Wisdom lurking there in the periphery, the shadows, the dark. Finger puppets on the wall, casting a larger than life impression. Knowing shadows that beckon, lure us with their soft voices, to sleep. Fretful, fevered or melodious sleep. Finger trembling puppets. Do you know what you are doing? Do I trust you? You who wields the pen between your fingers. The dark ink shadows on the pale paper wall; wall between my thoughts, my words and beyond. Making an impression on the page. Does it matter? Does the page seek to be impressed? Shadows leave no impression other than in the mind. Fleeting, darkly, across the pale screen, troubling eyelids. Where to go now? Where do the shadows go? Evaporate, recede, morph into light? Or do they take up residence within? The people who think/believe the camera steals your soul with a flash of light. Captured. Captured, infiltrated, by the shadows; trapped within the shadows. Shadow-knowledge. Knowing within the shadows. Trying to find one’s way in, break the walnut shell, find the brain nut within. Feed myself, my mind, my soul, with the wizened oily nut. Sustain myself. Shadows. Fears lurking in the shadows; fear of the shadows. Knowledge in our fears. No point in being afraid of something you have no reason to think you will ever encounter. I fear the things I am secretly drawn to. I fear animals, their teeth, their hooves, their indifference, their unrestraint, their power. Claws. The capacity to tear, to rip to shreds, to predate, to satisfy one’s own needs, ensure one’s own survival. I want to be more enthused to action to all that will ensure my survival – not at all costs, but more than I often care. I want to be one of the herd, to connect and belong. I want to feel sure-footed, accepting of my capacity to bite, to trample, and yet know I have restraint, I will only do so if under threat. I will own my power. The shadow looms larger than the self so often. A companion by my side. You are there with me when the sun shines.

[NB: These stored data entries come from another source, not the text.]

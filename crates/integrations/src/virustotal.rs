//! Threat-intel URL scanning client.
//!
//! Submits a URL for analysis and fetches the resulting verdict counts.
//! Results are always a [`ScanReport`]; failures are reported in it rather
//! than returned as errors so a batch scan yields one entry per URL.

use std::time::Duration;

use async_trait::async_trait;
use autobridge_core::Envelope;
use serde::{Deserialize, Serialize};
use serde_json::{Map, Value};

use crate::config::IntegrationConfig;
use crate::resolver::ConfigSource;

/// Integration name, also the envelope key of scan results.
pub const INTEGRATION_NAME: &str = "virustotal";

pub const DEFAULT_BASE_URL: &str = "https://www.virustotal.com/api/v3";
pub const DEFAULT_TIMEOUT_SECS: u64 = 60;
pub const DEFAULT_RETRIES: u32 = 3;

/// Header carrying the scanning service API key.
const API_KEY_HEADER: &str = "x-apikey";

/// Base delay between transport-level retries; grows linearly per attempt.
const RETRY_DELAY: Duration = Duration::from_millis(500);

/// Errors from a single scan.
#[derive(Debug, thiserror::Error)]
pub enum ScanError {
    #[error("VirusTotal API key not configured")]
    NotConfigured,

    #[error("Request failed: {0}")]
    Request(#[from] reqwest::Error),

    #[error("HTTP {status}: {body}")]
    HttpStatus { status: u16, body: String },

    #[error("No analysis ID returned from VirusTotal")]
    MissingAnalysisId,
}

/// Outcome of scanning one URL.
#[derive(Debug, Clone, Default, PartialEq, Serialize, Deserialize)]
pub struct ScanReport {
    pub url: String,
    pub success: bool,
    #[serde(default, skip_serializing_if = "Option::is_none")]
    pub analysis_id: Option<String>,
    #[serde(default, skip_serializing_if = "Option::is_none")]
    pub status: Option<String>,
    /// Verdict counts by engine category (`malicious`, `harmless`, ...).
    #[serde(default)]
    pub stats: Map<String, Value>,
    #[serde(default, skip_serializing_if = "Option::is_none")]
    pub error_message: Option<String>,
}

impl ScanReport {
    pub fn failed(url: &str, message: impl Into<String>) -> Self {
        Self {
            url: url.to_string(),
            success: false,
            error_message: Some(message.into()),
            ..Self::default()
        }
    }

    /// Number of engines flagging the URL malicious, or `None` when the
    /// scan produced no verdicts.
    pub fn malicious_count(&self) -> Option<u64> {
        if self.stats.is_empty() {
            return None;
        }
        Some(
            self.stats
                .get("malicious")
                .and_then(Value::as_u64)
                .unwrap_or(0),
        )
    }

    /// The report as a `"virustotal"` envelope.
    pub fn into_envelope(self) -> Envelope {
        let mut envelope = Envelope::new(INTEGRATION_NAME, self.success).with("url", self.url);
        if let Some(id) = self.analysis_id {
            envelope.insert("analysis_id", id);
        }
        if let Some(status) = self.status {
            envelope.insert("status", status);
        }
        if !self.stats.is_empty() {
            envelope.insert("stats", Value::Object(self.stats));
        }
        if let Some(message) = self.error_message {
            envelope.insert("error_message", message);
        }
        envelope
    }
}

/// Something that can scan a URL.
#[async_trait]
pub trait ScanService: Send + Sync {
    async fn scan_url(&self, url: &str) -> ScanReport;
}

/// Client settings read from the `"virustotal"` integration config.
#[derive(Debug, Clone, PartialEq, Eq)]
pub struct VirusTotalSettings {
    pub api_key: Option<String>,
    pub base_url: String,
    pub timeout: Duration,
    pub retries: u32,
}

impl Default for VirusTotalSettings {
    fn default() -> Self {
        Self {
            api_key: None,
            base_url: DEFAULT_BASE_URL.to_string(),
            timeout: Duration::from_secs(DEFAULT_TIMEOUT_SECS),
            retries: DEFAULT_RETRIES,
        }
    }
}

impl VirusTotalSettings {
    /// `apikey`, `url`, `settings.timeout` and `settings.retries`, each
    /// defaulted when missing.
    pub fn from_config(config: Option<&IntegrationConfig>) -> Self {
        let defaults = Self::default();
        let Some(config) = config else {
            return defaults;
        };

        Self {
            api_key: config.str_field("apikey").map(str::to_string),
            base_url: config
                .str_field("url")
                .map(|u| u.trim_end_matches('/').to_string())
                .unwrap_or(defaults.base_url),
            timeout: config
                .setting_u64("timeout")
                .map(Duration::from_secs)
                .unwrap_or(defaults.timeout),
            retries: config
                .setting_u64("retries")
                .and_then(|r| u32::try_from(r).ok())
                .unwrap_or(defaults.retries),
        }
    }
}

#[derive(Debug, Deserialize)]
struct SubmitResponse {
    #[serde(default)]
    data: SubmitData,
}

#[derive(Debug, Default, Deserialize)]
struct SubmitData {
    #[serde(default)]
    id: String,
}

#[derive(Debug, Deserialize)]
struct AnalysisResponse {
    #[serde(default)]
    data: AnalysisData,
}

#[derive(Debug, Default, Deserialize)]
struct AnalysisData {
    #[serde(default)]
    attributes: AnalysisAttributes,
}

#[derive(Debug, Default, Deserialize)]
struct AnalysisAttributes {
    #[serde(default)]
    status: Option<String>,
    #[serde(default)]
    stats: Map<String, Value>,
}

/// HTTP client for the URL scanning API.
pub struct VirusTotalClient {
    client: reqwest::Client,
    settings: VirusTotalSettings,
}

impl VirusTotalClient {
    pub fn new(settings: VirusTotalSettings) -> Self {
        Self {
            client: reqwest::Client::new(),
            settings,
        }
    }

    /// Build a client from the `"virustotal"` config, resolved on demand.
    pub async fn from_source(source: &dyn ConfigSource) -> Self {
        let config = source.integration_config(INTEGRATION_NAME).await;
        if config.is_none() {
            tracing::debug!("VirusTotal config unresolved, using defaults");
        }
        Self::new(VirusTotalSettings::from_config(config.as_ref()))
    }

    pub fn settings(&self) -> &VirusTotalSettings {
        &self.settings
    }

    /// Submit `url` and fetch its analysis.
    pub async fn try_scan(&self, url: &str) -> Result<ScanReport, ScanError> {
        let api_key = self
            .settings
            .api_key
            .as_deref()
            .ok_or(ScanError::NotConfigured)?;

        let analysis_id = self.submit(api_key, url).await?;
        let attributes = self.get_report(api_key, &analysis_id).await?;

        Ok(ScanReport {
            url: url.to_string(),
            success: true,
            analysis_id: Some(analysis_id),
            status: Some(attributes.status.unwrap_or_else(|| "unknown".to_string())),
            stats: attributes.stats,
            error_message: None,
        })
    }

    async fn submit(&self, api_key: &str, url: &str) -> Result<String, ScanError> {
        let response = self
            .send(|| {
                self.client
                    .post(format!("{}/urls", self.settings.base_url))
                    .header(API_KEY_HEADER, api_key)
                    .header(reqwest::header::ACCEPT, "application/json")
                    .form(&[("url", url)])
            })
            .await?;

        let body: SubmitResponse = response.json().await?;
        if body.data.id.is_empty() {
            return Err(ScanError::MissingAnalysisId);
        }
        Ok(body.data.id)
    }

    async fn get_report(
        &self,
        api_key: &str,
        analysis_id: &str,
    ) -> Result<AnalysisAttributes, ScanError> {
        let response = self
            .send(|| {
                self.client
                    .get(format!("{}/analyses/{}", self.settings.base_url, analysis_id))
                    .header(API_KEY_HEADER, api_key)
                    .header(reqwest::header::ACCEPT, "application/json")
            })
            .await?;

        let body: AnalysisResponse = response.json().await?;
        Ok(body.data.attributes)
    }

    /// Send a request, retrying connect and timeout failures up to the
    /// configured retry count. Non-success statuses are not retried.
    async fn send(
        &self,
        build: impl Fn() -> reqwest::RequestBuilder,
    ) -> Result<reqwest::Response, ScanError> {
        let mut attempt: u32 = 0;
        loop {
            match build().timeout(self.settings.timeout).send().await {
                Ok(response) => return ensure_success(response).await,
                Err(e) if attempt < self.settings.retries && (e.is_connect() || e.is_timeout()) => {
                    attempt += 1;
                    tracing::warn!(attempt, error = %e, "Scan request failed, retrying");
                    tokio::time::sleep(RETRY_DELAY * attempt).await;
                }
                Err(e) => return Err(e.into()),
            }
        }
    }
}

async fn ensure_success(response: reqwest::Response) -> Result<reqwest::Response, ScanError> {
    let status = response.status();
    if status.is_success() {
        return Ok(response);
    }
    let body = response
        .text()
        .await
        .unwrap_or_else(|_| "<unreadable body>".to_string());
    Err(ScanError::HttpStatus {
        status: status.as_u16(),
        body,
    })
}

#[async_trait]
impl ScanService for VirusTotalClient {
    async fn scan_url(&self, url: &str) -> ScanReport {
        match self.try_scan(url).await {
            Ok(report) => report,
            Err(e) => {
                tracing::warn!(url, error = %e, "URL scan failed");
                ScanReport::failed(url, e.to_string())
            }
        }
    }
}

// ---------------------------------------------------------------------------
// Tests
// ---------------------------------------------------------------------------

Those things we know deeply, that form out core being much more than surface knowledge but much less clear. It feels like it’s the momentum of the pull towards this kind of knowledge that pulls this last poem along. And, for me, that pulls me along deeply if I pay attention. If I close my eyes and breath and listen. It feels this kind of shadow knowledge is what keeps my heart beating and my blood flowing and these can stagnate if I focus on the knowledge knowledge for too long. Old nature feels to me like a wild woodland inviting me in, full of shadows, shadows that help me feel who I am. I feel like Dr Keats. Drawn to this. Drawn to sitting in the wild to seeing the shadow knowledge of the people around me, the patients around me. But it’s not about me. The MRI is not for my visual amusement, although surely I feel it’s good to acknowledge the beauty. So, where to find the balance? No resolution there either.
Sometimes, at the end of a hard day, I’ll sit and try to make sense of what’s occurred. When I finally go to bed, it’s with the hope of sleeping and freeing my shadow knowledge to surface in dreams. Occasionally, the dreams present moments of clarity, when decisions are formed and resolutions are made that should be followed through. But awakening comes and the clear decisions, resolutions and the shadow knowledge, fade away in the light of the new born day. Some dreams have persistence that dispels the shadow and brings the knowledge into focus. This helps us find the certainty we constantly seek.